X Corp., the parent company of the platform formerly known as Twitter, accused the Digital Hate Center of deliberately trying to drive advertisers away from hateful content. X’s lawsuit specifically claims that CCDH violated Twitter’s terms of service and federal hacking laws, by scraping data from the company’s platform and encouraging an anonymous person to collect inappropriate information on Twitter that he had provided to a third-party brand monitoring provider.
CCDH claims
“At bottom, X Corp.’s grievance is not that the CCDH defendants collected public data in violation of obscure (and largely imaginary) contractual terms, but that they criticized X Corp. (forcefully) of the public,” the filing states. .
X and a lawyer representing the company did not immediately respond to a request for comment on the CCDH filing Thursday.
After Musk acquired the social media platform just over a year ago, the CCDH — in addition to other researchers And online safety groups — released a series of reports criticizing the company’s handling of hate speech, including evidence, for example, that anti-LGBTQ+ rhetoric had surged under the leadership of Musk and that the platform monetized some previously banned but then reinstated accounts that posted hateful content.
In a blog post published by X after filing its complaint, the company said the lawsuit aimed to promote freedom of expression and that it “rejects all claims made by the CCDH.”
Musk blamed CCDH and other watchdog groups for X’s declining ad revenue. The billionaire in September accused the Anti-Defamation League of being the reason the company’s advertising revenue remained down 60%, despite X’s efforts to promote new brand safety checks for advertisers. In his complaint against the CCDH, X claims to have lost “at least tens of millions of dollars” in advertising revenue.
However, after Musk’s takeover, some advertisers have expressed their concerns on the massive layoffs that affected their contacts within the company or on the general uncertainty about the future of the platform; other brands have suspended spending after their ads were shown alongside hateful content. The owner of X himself has also been a controversial topic on the platform – last month, in a post that was later deleted, Musk encouraged users to follow the war between Israel and Hamas by following an account known for spreading disinformation. Just this week, Musk agree with an anti-Semitic post on Xendorsing the claim that Jewish communities promote “hatred against white people.”

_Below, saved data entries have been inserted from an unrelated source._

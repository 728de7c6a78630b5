//! UI rendering for hubdeck
//!
//! The screen is split into:
//! - Left: the collapsible side panel (brand, search row, menu)
//! - Top: the header with the "Dashboard" title
//! - Rest: the content area for the current route
//!
//! A modal alert, when raised, is drawn over everything.

mod dialog;
mod helpers;
mod listing;
mod login;
mod profile;
mod repos;
mod shell;
pub mod theme;

pub use listing::{LISTING_TITLE, NO_RESULTS, REPOSITORIES_HEADING, USERS_HEADING};
pub use profile::{PROFILE_LINK, README_ABSENT, README_LOADING};
pub use shell::{panel_layout, panel_width, PanelLayout, HEADER_HEIGHT, SEARCH_ROW_HEIGHT};

use ratatui::{
    layout::{Constraint, Layout},
    Frame,
};

use crate::app::{App, View};

/// Render the whole screen.
pub fn render(frame: &mut Frame, app: &App) {
    let area = frame.area();
    let [panel_area, main_area] = Layout::horizontal([
        Constraint::Length(panel_width(app.panel_collapsed)),
        Constraint::Min(0),
    ])
    .areas(area);
    let [header_area, content_area] =
        Layout::vertical([Constraint::Length(HEADER_HEIGHT), Constraint::Min(0)])
            .areas(main_area);

    shell::render_side_panel(frame, app, panel_area);
    shell::render_header(frame, app, header_area);

    match &app.view {
        View::Login(form) => login::render_login(frame, app, form, content_area),
        View::Listing => listing::render_listing(frame, app, content_area),
        View::Profile(ctrl) => profile::render_profile(frame, app, ctrl, content_area),
        View::Repos(ctrl) => repos::render_repos(frame, app, ctrl, content_area),
        View::Empty => {}
    }

    if let Some(message) = &app.alert {
        dialog::render_alert(frame, message, area);
    }
}
//! Entering and leaving TUI mode.

use crossterm::{
    cursor::{Hide, Show},
    execute,
    terminal::{disable_raw_mode, EnterAlternateScreen, LeaveAlternateScreen},
};
use std::io::{self, Write};

/// Enter the alternate screen and hide the cursor.
///
/// # Errors
///
/// Returns an error if any terminal command fails.
pub fn enter_tui_mode<W: Write>(writer: &mut W) -> io::Result<()> {
    execute!(writer, EnterAlternateScreen, Hide)
}

/// Leave TUI mode and restore the terminal to normal state.
///
/// Safe to call more than once; errors are ignored.
pub fn leave_tui_mode<W: Write>(writer: &mut W) {
    let _ = disable_raw_mode();
    let _ = execute!(writer, LeaveAlternateScreen, Show);
    let _ = writer.flush();
}

/// Restore the terminal from any state, ignoring errors.
pub fn emergency_restore() {
    leave_tui_mode(&mut io::stdout());
}

#[cfg(test)]
mod tests {
    use super::*;

    #[test]
    fn test_enter_tui_mode_writes_alternate_screen() {
        let mut buffer = Vec::new();
        enter_tui_mode(&mut buffer).unwrap();
        let written = String::from_utf8_lossy(&buffer);
        assert!(written.contains("\x1b[?1049h"));
    }

    #[test]
    fn test_leave_tui_mode_writes_restore_sequences() {
        let mut buffer = Vec::new();
        leave_tui_mode(&mut buffer);
        let written = String::from_utf8_lossy(&buffer);
        assert!(written.contains("\x1b[?1049l"));
        assert!(written.contains("\x1b[?25h"));
    }

    #[test]
    fn test_emergency_restore_does_not_panic() {
        emergency_restore();
    }
}
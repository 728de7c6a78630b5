//! Type definitions for the application state.
//!
//! - [`View`] - What the content area is showing
//! - [`Focus`] - Which part of the screen receives keys
//! - [`MenuItem`] - Side panel navigation shortcuts

use crate::views::{LoginForm, ProfileController, RepoListController};

/// Content area state for the current route.
#[derive(Debug)]
pub enum View {
    /// `/` and `/login`
    Login(LoginForm),
    /// `/listagem`; results live in `App::search`
    Listing,
    /// `/perfil/<username>`
    Profile(ProfileController),
    /// `/single-github/<username>`
    Repos(RepoListController),
    /// Unknown route
    Empty,
}

/// Represents which UI component has focus
#[derive(Debug, Clone, Copy, PartialEq, Eq, Default)]
pub enum Focus {
    #[default]
    Content,
    Search,
    Menu,
}

/// Side panel shortcuts, top to bottom.
#[derive(Debug, Clone, Copy, PartialEq, Eq)]
pub enum MenuItem {
    /// "Sair" when logged in, "Login" otherwise
    Session,
    Listing,
    SingleGithub,
}

pub const MENU_ITEMS: [MenuItem; 3] = [MenuItem::Session, MenuItem::Listing, MenuItem::SingleGithub];

impl MenuItem {
    pub fn label(self, authenticated: bool) -> &'static str {
        match self {
            MenuItem::Session if authenticated => "Sair",
            MenuItem::Session => "Login",
            MenuItem::Listing => "Listagem",
            MenuItem::SingleGithub => "Single Github",
        }
    }

    /// One-glyph form shown while the panel is collapsed.
    pub fn icon(self, authenticated: bool) -> &'static str {
        match self {
            MenuItem::Session if authenticated => "⏻",
            MenuItem::Session => "🔑",
            MenuItem::Listing => "🔍",
            MenuItem::SingleGithub => "👤",
        }
    }
}
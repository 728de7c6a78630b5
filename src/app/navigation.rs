//! Navigation methods for the App.
//!
//! Every route change goes through [`App::navigate`], which guards the
//! route, builds the view for it and spawns the view's fetches.

use std::sync::Arc;
use std::time::Instant;

use crate::router::{resolve, GuardDecision, Route};
use crate::views::login::INVALID_CREDENTIALS;
use crate::views::profile::last_viewed_login;
use crate::views::repos::load_repo_list;
use crate::views::search::run_search;
use crate::views::{
    LoginForm, ProfileController, RepoListController, SearchOutcome, SearchRequest, ViewTicket,
};

use super::{App, AppMessage, Focus, MenuItem, View, MENU_ITEMS};

impl App {
    /// Guard `route` against the session and show whatever it resolves to.
    pub fn navigate(&mut self, route: Route) {
        let target = match resolve(&route, self.session()) {
            GuardDecision::Render(target) => target,
            GuardDecision::Redirect(target) => {
                tracing::debug!("Redirecting {} -> {}", route, target);
                target
            }
        };
        tracing::debug!("Navigating to {}", target);

        self.view = self.enter(&target);
        self.route = target;
        if self.focus == Focus::Search && !self.is_authenticated() {
            self.focus = Focus::Content;
        }
        self.mark_dirty();
    }

    /// Build the view for an already-guarded route and start its fetches.
    fn enter(&mut self, route: &Route) -> View {
        match route {
            Route::Root | Route::Login => View::Login(LoginForm::new()),
            Route::Listing => View::Listing,
            Route::Profile(username) => {
                let ticket = self.tickets.issue();
                self.spawn_profile_fetches(ticket, username);
                View::Profile(ProfileController::new(
                    username,
                    ticket,
                    Arc::clone(&self.store),
                ))
            }
            Route::SingleGithub(username) => {
                let ticket = self.tickets.issue();
                self.spawn_repo_list_fetch(ticket, username);
                View::Repos(RepoListController::new(username, ticket))
            }
            Route::NotFound(path) => {
                tracing::warn!("No view for {}", path);
                View::Empty
            }
        }
    }

    fn spawn_profile_fetches(&self, ticket: ViewTicket, username: &str) {
        let client = Arc::clone(&self.client);
        let tx = self.message_tx.clone();
        let user = username.to_string();
        tokio::spawn(async move {
            let result = client.fetch_user_profile(&user).await;
            let _ = tx.send(AppMessage::ProfileLoaded { ticket, result });
        });

        let client = Arc::clone(&self.client);
        let tx = self.message_tx.clone();
        let user = username.to_string();
        tokio::spawn(async move {
            let result = client.fetch_readme(&user).await;
            let _ = tx.send(AppMessage::ReadmeLoaded { ticket, result });
        });
    }

    fn spawn_repo_list_fetch(&self, ticket: ViewTicket, username: &str) {
        let client = Arc::clone(&self.client);
        let tx = self.message_tx.clone();
        let user = username.to_string();
        tokio::spawn(async move {
            let result = load_repo_list(&client, &user).await;
            let _ = tx.send(AppMessage::RepoListLoaded { ticket, result });
        });
    }

    fn spawn_search(&self, request: SearchRequest) {
        let client = Arc::clone(&self.client);
        let tx = self.message_tx.clone();
        tokio::spawn(async move {
            let result = run_search(&client, &request.query).await;
            let _ = tx.send(AppMessage::SearchCompleted {
                request_id: request.id,
                result,
            });
        });
    }

    /// Confirm the text in the search box ("Buscar" or Enter).
    pub fn confirm_search(&mut self) {
        self.confirm_search_at(Instant::now());
    }

    /// [`App::confirm_search`] with an explicit clock reading.
    ///
    /// The confirmed term becomes the search term; the results live on the
    /// listing, so confirming from anywhere else navigates there first.
    /// The panel is left as it is.
    pub fn confirm_search_at(&mut self, now: Instant) {
        if !self.is_authenticated() {
            return;
        }
        self.search_term = self.search_input.content().to_string();
        if self.route != Route::Listing {
            self.navigate(Route::Listing);
        }
        if let SearchOutcome::Started(request) = self.search.submit(&self.search_term, now) {
            self.spawn_search(request);
        }
        self.mark_dirty();
    }

    /// Move focus into the search box, expanding the panel if needed.
    pub fn focus_search(&mut self) {
        if !self.is_authenticated() {
            return;
        }
        self.panel_collapsed = false;
        self.focus = Focus::Search;
        self.mark_dirty();
    }

    pub fn focus_menu(&mut self) {
        self.focus = Focus::Menu;
        self.mark_dirty();
    }

    pub fn toggle_panel(&mut self) {
        self.panel_collapsed = !self.panel_collapsed;
        self.mark_dirty();
    }

    pub fn activate_menu_item(&mut self, item: MenuItem) {
        match item {
            MenuItem::Session if self.is_authenticated() => self.logout(),
            MenuItem::Session => self.navigate(Route::Login),
            MenuItem::Listing => self.navigate(Route::Listing),
            MenuItem::SingleGithub => match last_viewed_login(self.store.as_ref()) {
                Some(login) => self.navigate(Route::Profile(login)),
                None => self.navigate(Route::Listing),
            },
        }
    }

    /// Activate the menu entry under the cursor.
    pub fn activate_selected_menu_item(&mut self) {
        if let Some(item) = MENU_ITEMS.get(self.menu_index).copied() {
            self.activate_menu_item(item);
        }
    }

    /// End the session, forget its search and re-guard the current route.
    pub fn logout(&mut self) {
        self.sessions.logout();
        self.search.reset();
        self.search_term.clear();
        self.search_input.clear();
        let current = self.route.clone();
        self.navigate(current);
    }

    /// Check the login form; go to the listing or raise the alert.
    pub fn submit_login(&mut self) {
        let View::Login(form) = &self.view else {
            return;
        };
        let (username, password) = form.values();
        let (username, password) = (username.to_string(), password.to_string());

        if self.sessions.login(&username, &password) {
            self.navigate(Route::Listing);
        } else {
            self.alert = Some(INVALID_CREDENTIALS.to_string());
            self.mark_dirty();
        }
    }

    pub fn dismiss_alert(&mut self) {
        self.alert = None;
        self.mark_dirty();
    }

    /// Open `url` in the system browser.
    pub fn open_url(&mut self, url: &str) {
        tracing::info!("Opening {}", url);
        self.opened_urls.push(url.to_string());
        if self.launch_browser {
            if let Err(err) = open::that_detached(url) {
                tracing::warn!("Could not open {}: {}", url, err);
            }
        }
    }
}
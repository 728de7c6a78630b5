//! Unified error type for the application edge.

use thiserror::Error;

use super::store::StoreError;

/// Unified error for hubdeck.
///
/// Upstream failures never reach this type: views turn an
/// [`ApiError`](super::ApiError) into its user message where it happens.
/// This covers startup (configuration, data directory, terminal).
#[derive(Debug, Error)]
pub enum AppError {
    /// Durable storage failure.
    #[error(transparent)]
    Store(#[from] StoreError),

    /// Invalid configuration value.
    #[error("configuration error: {0}")]
    Config(String),

    /// Terminal setup or drawing failure.
    #[error("terminal error: {0}")]
    Terminal(#[from] std::io::Error),
}

impl AppError {
    /// Short error code for log lines.
    pub fn error_code(&self) -> &'static str {
        match self {
            AppError::Store(err) => err.error_code(),
            AppError::Config(_) => "CONFIG",
            AppError::Terminal(_) => "TERMINAL",
        }
    }
}

/// Type alias for Results using [`AppError`].
pub type AppResult<T> = Result<T, AppError>;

CCDH CEO Imran Ahmed told CNN that the group’s response to X’s lawsuit aims to “show that this doesn’t intimidate us.”
“Ironically, he doesn’t want a free market of ideas when he claims to be his free market of ideas,” Ahmed said. “CCDH’s research has held up a mirror to Elon Musk’s increasingly toxic and ugly platform, and rather than do the right thing and address the hate and lies that disfigure X, M “Musk instead chose to sue the mirror,” he added.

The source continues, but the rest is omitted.